Login as the apmuser
Go to Stack Management>API Keys and create an API Key for yourself since you're currenlty the apmuser (because it seems you can only create api keys for the user you're logged in as, there's no option to create api keys for any other user). Save the API Key
Go to Users and click on your own account, then change your role to viewer instead of superuser.
Press Update User. This should cause a screen to appear to say you've lost access to the user management session. Which maeks sense because you're no longer a super user as soon as you've saved your profile.
And now the API Key for apmuser should work fine.
Is there a way to do the same thing without resorting to this round-a-bout way?
This is not true. You can "grant" an API key to another user. I think this might be what you were looking for. Please refer to this documentation page.
thanks for clarification. In my question, I meant to say "there's no option to create api keys for any other user FROM WITHIN KIBANA UI". Is that still true? I understand you can do it programmatically, but I didn't see an option to do it through Kibana's user interface.
That depends on whether you count Kibana Dev Tools as part of its UI.
Also, did you enable "Restrict privileges" when you creating the API key using the apmuser when it still has the superuser role? If not, the API key was created with more permission than you might expect, i.e. it has superuser privileges. I understand that you removed superuser role from apmuserafterwards. But that does not affect any API keys created before the change.
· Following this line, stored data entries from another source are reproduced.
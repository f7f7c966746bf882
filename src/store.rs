use crate::clock::now_ms;
use crate::planner::PlannerError;
use crate::schema::{AgentName, OutputStatus, RunStatus, StepStatus};
use rusqlite::{params, Connection, OptionalExtension, Row};
use serde::{Deserialize, Serialize};
use serde_json::{Map, Value};
use std::str::FromStr;
use thiserror::Error;

pub type StepMeta = Map<String, Value>;

#[derive(Debug, Error)]
pub enum RunError {
    #[error("database error: {0}")]
    Db(String),
    #[error("serialization error: {0}")]
    Serde(String),
    #[error("run {0} not found")]
    RunNotFound(i64),
    #[error("step {0} not found")]
    StepNotFound(i64),
    #[error("lead {0} not found")]
    LeadNotFound(i64),
    #[error("campaign {0} not found")]
    CampaignNotFound(i64),
    #[error("invalid state: {0}")]
    InvalidState(String),
    #[error("lead {lead_id} already has an active run")]
    ActiveRunExists { lead_id: i64 },
    #[error(transparent)]
    Planner(#[from] PlannerError),
}

#[derive(Debug, Clone, Serialize, Deserialize)]
pub struct RunRecord {
    pub id: i64,
    pub lead_id: i64,
    pub campaign_id: i64,
    pub status: RunStatus,
    pub plan: Value,
    pub config_snapshot: Value,
    pub rewrite_count: i64,
    pub max_rewrites: i64,
    pub min_score: i64,
    pub started_at_ms: Option<i64>,
    pub finished_at_ms: Option<i64>,
}

#[derive(Debug, Clone, Serialize, Deserialize)]
pub struct StepRecord {
    pub id: i64,
    pub lead_run_id: i64,
    pub position: i64,
    pub agent_name: AgentName,
    pub status: StepStatus,
    pub meta: StepMeta,
    pub agent_output_id: Option<i64>,
    pub step_started_at_ms: Option<i64>,
    pub step_finished_at_ms: Option<i64>,
}

impl StepRecord {
    pub fn meta_i64(&self, key: &str) -> Option<i64> {
        self.meta.get(key).and_then(Value::as_i64)
    }

    pub fn meta_str(&self, key: &str) -> Option<&str> {
        self.meta.get(key).and_then(Value::as_str)
    }
}

#[derive(Debug, Clone, Serialize, Deserialize)]
pub struct OutputRecord {
    pub id: i64,
    pub lead_id: i64,
    pub lead_run_id: i64,
    pub lead_run_step_id: i64,
    pub agent_name: AgentName,
    pub status: OutputStatus,
    pub output: Value,
    pub error_message: Option<String>,
}

#[derive(Debug, Clone)]
pub struct OutputInsert<'a> {
    pub lead_id: i64,
    pub lead_run_id: i64,
    pub lead_run_step_id: i64,
    pub agent_name: AgentName,
    pub status: OutputStatus,
    pub output: &'a Value,
    pub error_message: Option<&'a str>,
}

const RUN_COLUMNS: &str = "id, lead_id, campaign_id, status, plan_json, config_snapshot_json,
    rewrite_count, max_rewrites, min_score, started_at_ms, finished_at_ms";

const STEP_COLUMNS: &str = "id, lead_run_id, position, agent_name, status, meta_json,
    agent_output_id, step_started_at_ms, step_finished_at_ms";

const OUTPUT_COLUMNS: &str = "id, lead_id, lead_run_id, lead_run_step_id, agent_name, status,
    output_json, error_message";

fn conversion_error<E>(error: E) -> rusqlite::Error
where
    E: std::error::Error + Send + Sync + 'static,
{
    rusqlite::Error::ToSqlConversionFailure(Box::new(error))
}

fn run_from_row(row: &Row<'_>) -> rusqlite::Result<RunRecord> {
    let status_text: String = row.get(3)?;
    let plan_json: String = row.get(4)?;
    let snapshot_json: String = row.get(5)?;
    Ok(RunRecord {
        id: row.get(0)?,
        lead_id: row.get(1)?,
        campaign_id: row.get(2)?,
        status: RunStatus::from_str(&status_text).map_err(conversion_error)?,
        plan: serde_json::from_str(&plan_json).map_err(conversion_error)?,
        config_snapshot: serde_json::from_str(&snapshot_json).map_err(conversion_error)?,
        rewrite_count: row.get(6)?,
        max_rewrites: row.get(7)?,
        min_score: row.get(8)?,
        started_at_ms: row.get(9)?,
        finished_at_ms: row.get(10)?,
    })
}

fn step_from_row(row: &Row<'_>) -> rusqlite::Result<StepRecord> {
    let agent_text: String = row.get(3)?;
    let status_text: String = row.get(4)?;
    let meta_json: String = row.get(5)?;
    let meta = match serde_json::from_str::<Value>(&meta_json).map_err(conversion_error)? {
        Value::Object(map) => map,
        _ => StepMeta::new(),
    };
    Ok(StepRecord {
        id: row.get(0)?,
        lead_run_id: row.get(1)?,
        position: row.get(2)?,
        agent_name: AgentName::from_str(&agent_text).map_err(conversion_error)?,
        status: StepStatus::from_str(&status_text).map_err(conversion_error)?,
        meta,
        agent_output_id: row.get(6)?,
        step_started_at_ms: row.get(7)?,
        step_finished_at_ms: row.get(8)?,
    })
}

fn output_from_row(row: &Row<'_>) -> rusqlite::Result<OutputRecord> {
    let agent_text: String = row.get(4)?;
    let status_text: String = row.get(5)?;
    let output_json: String = row.get(6)?;
    Ok(OutputRecord {
        id: row.get(0)?,
        lead_id: row.get(1)?,
        lead_run_id: row.get(2)?,
        lead_run_step_id: row.get(3)?,
        agent_name: AgentName::from_str(&agent_text).map_err(conversion_error)?,
        status: OutputStatus::from_str(&status_text).map_err(conversion_error)?,
        output: serde_json::from_str(&output_json).map_err(conversion_error)?,
        error_message: row.get(7)?,
    })
}

pub fn is_unique_violation(error: &rusqlite::Error) -> bool {
    matches!(
        error,
        rusqlite::Error::SqliteFailure(failure, _)
            if failure.code == rusqlite::ErrorCode::ConstraintViolation
    )
}

pub fn get_run(connection: &Connection, run_id: i64) -> Result<RunRecord, RunError> {
    connection
        .query_row(
            &format!("SELECT {RUN_COLUMNS} FROM lead_runs WHERE id = ?1"),
            params![run_id],
            run_from_row,
        )
        .map_err(|e| {
            if matches!(e, rusqlite::Error::QueryReturnedNoRows) {
                RunError::RunNotFound(run_id)
            } else {
                RunError::Db(e.to_string())
            }
        })
}

pub fn find_run(connection: &Connection, run_id: i64) -> Result<Option<RunRecord>, RunError> {
    connection
        .query_row(
            &format!("SELECT {RUN_COLUMNS} FROM lead_runs WHERE id = ?1"),
            params![run_id],
            run_from_row,
        )
        .optional()
        .map_err(|e| RunError::Db(e.to_string()))
}

pub fn find_active_run_for_lead(
    connection: &Connection,
    lead_id: i64,
) -> Result<Option<RunRecord>, RunError> {
    connection
        .query_row(
            &format!(
                "SELECT {RUN_COLUMNS} FROM lead_runs
                 WHERE lead_id = ?1 AND status IN ('queued', 'running')
                 ORDER BY id DESC LIMIT 1"
            ),
            params![lead_id],
            run_from_row,
        )
        .optional()
        .map_err(|e| RunError::Db(e.to_string()))
}

/// Active run ids, oldest first. Cancelled runs that still hold a running
/// step are included so its output can be finalized.
pub fn list_active_run_ids(connection: &Connection, limit: usize) -> Result<Vec<i64>, RunError> {
    let mut stmt = connection
        .prepare(
            "SELECT id FROM lead_runs
             WHERE status IN ('queued', 'running')
                OR (status = 'cancelled' AND EXISTS (
                      SELECT 1 FROM lead_run_steps s
                      WHERE s.lead_run_id = lead_runs.id AND s.status = 'running'))
             ORDER BY created_at_ms ASC, id ASC LIMIT ?1",
        )
        .map_err(|e| RunError::Db(e.to_string()))?;
    let rows = stmt
        .query_map(params![limit as i64], |row| row.get::<_, i64>(0))
        .map_err(|e| RunError::Db(e.to_string()))?;
    rows.collect::<Result<Vec<_>, _>>()
        .map_err(|e| RunError::Db(e.to_string()))
}

pub fn list_steps(connection: &Connection, run_id: i64) -> Result<Vec<StepRecord>, RunError> {
    let mut stmt = connection
        .prepare(&format!(
            "SELECT {STEP_COLUMNS} FROM lead_run_steps WHERE lead_run_id = ?1 ORDER BY position ASC"
        ))
        .map_err(|e| RunError::Db(e.to_string()))?;
    let rows = stmt
        .query_map(params![run_id], step_from_row)
        .map_err(|e| RunError::Db(e.to_string()))?;
    rows.collect::<Result<Vec<_>, _>>()
        .map_err(|e| RunError::Db(e.to_string()))
}

pub fn get_step(connection: &Connection, step_id: i64) -> Result<StepRecord, RunError> {
    connection
        .query_row(
            &format!("SELECT {STEP_COLUMNS} FROM lead_run_steps WHERE id = ?1"),
            params![step_id],
            step_from_row,
        )
        .map_err(|e| {
            if matches!(e, rusqlite::Error::QueryReturnedNoRows) {
                RunError::StepNotFound(step_id)
            } else {
                RunError::Db(e.to_string())
            }
        })
}

pub fn first_step_with_status(
    connection: &Connection,
    run_id: i64,
    status: StepStatus,
) -> Result<Option<StepRecord>, RunError> {
    connection
        .query_row(
            &format!(
                "SELECT {STEP_COLUMNS} FROM lead_run_steps
                 WHERE lead_run_id = ?1 AND status = ?2
                 ORDER BY position ASC LIMIT 1"
            ),
            params![run_id, status.as_str()],
            step_from_row,
        )
        .optional()
        .map_err(|e| RunError::Db(e.to_string()))
}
On separate note, thanks for mentioning the point about Restricted Privileges in my earlier workflow, that it will still use the privileges of the superuser even if i change the role afterwards. Actually, can you point in me in the right direction on understanding the use cases for Roles vs. Roles Descriptors for API Keys? Why are there two paradigms for managing a user's capabilities?
i actually i guess i understand the difference between Role vs. Role Descriptors for API Keys. It's concievable for two different entities to use the apmuser account. One entity is a real human being that actually logs into the kibana website. And the other entity could be programmatic software that needs to access the elastic api. These two entities can have different privileges by distinguishing Roles for human users and Role Descriptors for API keys.
When setting up api keys, if you don't explicitly specify role descriptions, then elastic will generate default role descriptors based on the user's role.